Pulmonary hypertension not linked with poorer long-term outcome after lung transplant
Last Updated: 2001-01-29 13:38:18 EST (Reuters Health)
NEW ORLEANS (Reuters Health) - Despite a higher early mortality rate, lung transplantation for pulmonary hypertension (PHT) achieves long-term results that are similar to outcomes for other indications, according to the findings of a study presented January 29 at the 37th annual meeting of The Society of Thoracic Surgeons.
Dr. Bryan F. Meyers, from Washington University School of Medicine, in St. Louis, and colleagues performed a 10-year retrospective analysis of data from 55 adult and 45 pediatric PHT patients who underwent single lung, bilateral lung, or heart-lung transplantation. Forty-eight percent of patients had primary PHT and 52% had secondary PHT. The average New York Heart Association (NYHA) class was 3.2 and the mean pulmonary artery pressure was 64 mm Hg.

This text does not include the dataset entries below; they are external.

//! Result types mirroring backend endpoints and the CAD platform.

use serde::{Deserialize, Serialize};

use crate::path::{ElementPath, InstancePath};

/// Kind of tab the session was opened from.
#[derive(Debug, Clone, Copy, PartialEq, Eq, Hash, Serialize, Deserialize)]
pub enum ElementType {
    #[serde(rename = "PARTSTUDIO")]
    PartStudio,
    #[serde(rename = "ASSEMBLY")]
    Assembly,
}

impl ElementType {
    #[must_use]
    pub fn as_str(&self) -> &'static str {
        match self {
            Self::PartStudio => "PARTSTUDIO",
            Self::Assembly => "ASSEMBLY",
        }
    }

    /// Route that inserts a library element into a tab of this kind.
    #[must_use]
    pub fn insert_route(&self) -> &'static str {
        match self {
            Self::PartStudio => "/add-to-part-studio",
            Self::Assembly => "/add-to-assembly",
        }
    }
}

impl std::str::FromStr for ElementType {
    type Err = String;

    fn from_str(s: &str) -> Result<Self, Self::Err> {
        match s.to_ascii_uppercase().as_str() {
            "PARTSTUDIO" | "PART_STUDIO" => Ok(Self::PartStudio),
            "ASSEMBLY" => Ok(Self::Assembly),
            _ => Err(format!("Invalid element type: {s}")),
        }
    }
}

/// Which default name to ask the backend for.
#[derive(Debug, Clone, Copy, PartialEq, Eq)]
pub enum DefaultNameKind {
    Assembly,
    Version,
    PartStudio,
}

impl DefaultNameKind {
    #[must_use]
    pub fn route_segment(&self) -> &'static str {
        match self {
            Self::Assembly => "assembly",
            Self::Version => "version",
            Self::PartStudio => "part-studio",
        }
    }
}

impl std::str::FromStr for DefaultNameKind {
    type Err = String;

    fn from_str(s: &str) -> Result<Self, Self::Err> {
        match s.to_lowercase().as_str() {
            "assembly" => Ok(Self::Assembly),
            "version" => Ok(Self::Version),
            "part-studio" | "partstudio" => Ok(Self::PartStudio),
            _ => Err(format!("Invalid default name kind: {s}")),
        }
    }
}

#[derive(Debug, Clone, Copy, PartialEq, Eq, Serialize, Deserialize)]
#[serde(rename_all = "camelCase")]
pub struct UpdatedElements {
    pub updated_elements: u32,
}

#[derive(Debug, Clone, PartialEq, Eq, Deserialize)]
pub struct DefaultName {
    pub name: String,
}

/// Response of `generate-assembly`; only the new tab id matters.
#[derive(Debug, Clone, PartialEq, Eq, Deserialize)]
#[serde(rename_all = "camelCase")]
pub struct GeneratedAssembly {
    pub element_id: String,
}

/// Body of a push-version request.
#[derive(Debug, Clone, PartialEq, Eq, Serialize)]
#[serde(rename_all = "camelCase")]
pub struct PushVersionBody<'a> {
    pub name: &'a str,
    pub description: &'a str,
    pub instances_to_update: &'a [InstancePath],
}

#[derive(Debug, Clone, PartialEq, Serialize, Deserialize)]
#[serde(rename_all = "camelCase")]
pub struct DocumentResult {
    pub documents: Vec<DocumentObj>,
    pub elements: Vec<ElementObj>,
}

#[derive(Debug, Clone, PartialEq, Eq, Serialize, Deserialize)]
#[serde(rename_all = "camelCase")]
pub struct DocumentObj {
    pub id: String,
    pub name: String,
    pub element_ids: Vec<String>,
}

/// A library element that can be inserted.
#[derive(Debug, Clone, PartialEq, Eq, Serialize, Deserialize)]
#[serde(rename_all = "camelCase")]
pub struct ElementObj {
    #[serde(flatten)]
    pub path: ElementPath,
    pub id: String,
    pub name: String,
    pub element_type: ElementType,
    #[serde(default, skip_serializing_if = "Option::is_none")]
    pub configuration_id: Option<String>,
}

#[derive(Debug, Clone, PartialEq, Serialize, Deserialize)]
#[serde(rename_all = "camelCase")]
pub struct ConfigurationResult {
    pub default_configuration: String,
    pub parameters: Vec<ParameterObj>,
}

#[derive(Debug, Clone, PartialEq, Eq, Serialize, Deserialize)]
pub struct ParameterBase {
    pub id: String,
    pub name: String,
    pub default: String,
}

#[derive(Debug, Clone, PartialEq, Eq, Serialize, Deserialize)]
pub struct EnumOption {
    pub id: String,
    pub name: String,
}

#[derive(Debug, Clone, PartialEq, Eq, Serialize, Deserialize)]
pub struct EnumParameter {
    #[serde(flatten)]
    pub base: ParameterBase,
    pub options: Vec<EnumOption>,
}

#[derive(Debug, Clone, Copy, PartialEq, Eq, Serialize, Deserialize)]
#[serde(rename_all = "UPPERCASE")]
pub enum QuantityType {
    Length,
    Angle,
    Integer,
    Real,
}

#[derive(Debug, Clone, Copy, PartialEq, Eq, Serialize, Deserialize)]
#[serde(rename_all = "lowercase")]
pub enum Unit {
    Meter,
    Centimeter,
    Millimeter,
    Yard,
    Foot,
    Inch,
    Degree,
    Radian,
    #[serde(rename = "")]
    Unitless,
}

#[derive(Debug, Clone, PartialEq, Serialize, Deserialize)]
#[serde(rename_all = "camelCase")]
pub struct QuantityParameter {
    #[serde(flatten)]
    pub base: ParameterBase,
    pub quantity_type: QuantityType,
    pub min: f64,
    pub max: f64,
    pub unit: Unit,
}

/// A configuration parameter, tagged by its CAD type name.
#[derive(Debug, Clone, PartialEq, Serialize, Deserialize)]
#[serde(tag = "type")]
pub enum ParameterObj {
    #[serde(rename = "BTMConfigurationParameterEnum-105")]
    Enum(EnumParameter),
    #[serde(rename = "BTMConfigurationParameterQuantity-1826")]
    Quantity(QuantityParameter),
    #[serde(rename = "BTMConfigurationParameterBoolean-2550")]
    Boolean(ParameterBase),
    #[serde(rename = "BTMConfigurationParameterString-872")]
    String(ParameterBase),
}

impl ParameterObj {
    #[must_use]
    pub fn base(&self) -> &ParameterBase {
        match self {
            Self::Enum(p) => &p.base,
            Self::Quantity(p) => &p.base,
            Self::Boolean(p) | Self::String(p) => p,
        }
    }
}

impl ConfigurationResult {
    /// Every parameter set to its default value.
    #[must_use]
    pub fn default_values(&self) -> std::collections::BTreeMap<String, String> {
        self.parameters
            .iter()
            .map(|p| (p.base().id.clone(), p.base().default.clone()))
            .collect()
    }
}

#[cfg(test)]
#[path = "types_tests.rs"]
mod tests;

Thirty-day hospital mortality, usually due to graft failure and infection, was 11%, the investigators note. At a mean follow-up of 4 years, the 1- and 5-year actuarial survival was 75% and 57%, respectively. Survival was not significantly influenced by diagnosis or type of transplant.
Average pulmonary artery pressure and New York Heart Association class were significantly lower after transplantation than before, the researchers emphasize.
"The value of this study, as a physician who looks at patients as possible lung transplant candidates, is that it allows me to assess their likelihood of survival and functional benefit and contrast that with what the currently available medical therapies can achieve," Dr. Meyers told Reuters Health.
"If you look back at the number of transplantations that were done for pulmonary hypertension in adults over the past 10 years, you see a cautious experimentation with it back in the late 80s and early 90s," Dr. Meyers said. "The heyday of lung transplantation for pulmonary hypertension was in the mid-90s, but after the development of continuous prostaglandin infusion, there was a near disappearance of transplantation referrals for this indication," he pointed out.
"Lung transplantation for adults is kind of the great equalizer," Dr. Meyers noted. "You can take a lot of diseases that have varying degrees of disability and likelihood of death and basically patients, once they've had a transplant, all tend to cluster together with the same degrees of disability and the same long-term risks of death," he explained.
The finding of similar long-term results after transplantation for different diseases suggests that "the reason for people failing in the long run after lung transplantation is either due to chronic rejection or due to infections that have been made possible due to enhanced immunosuppression," Dr. Meyers stated.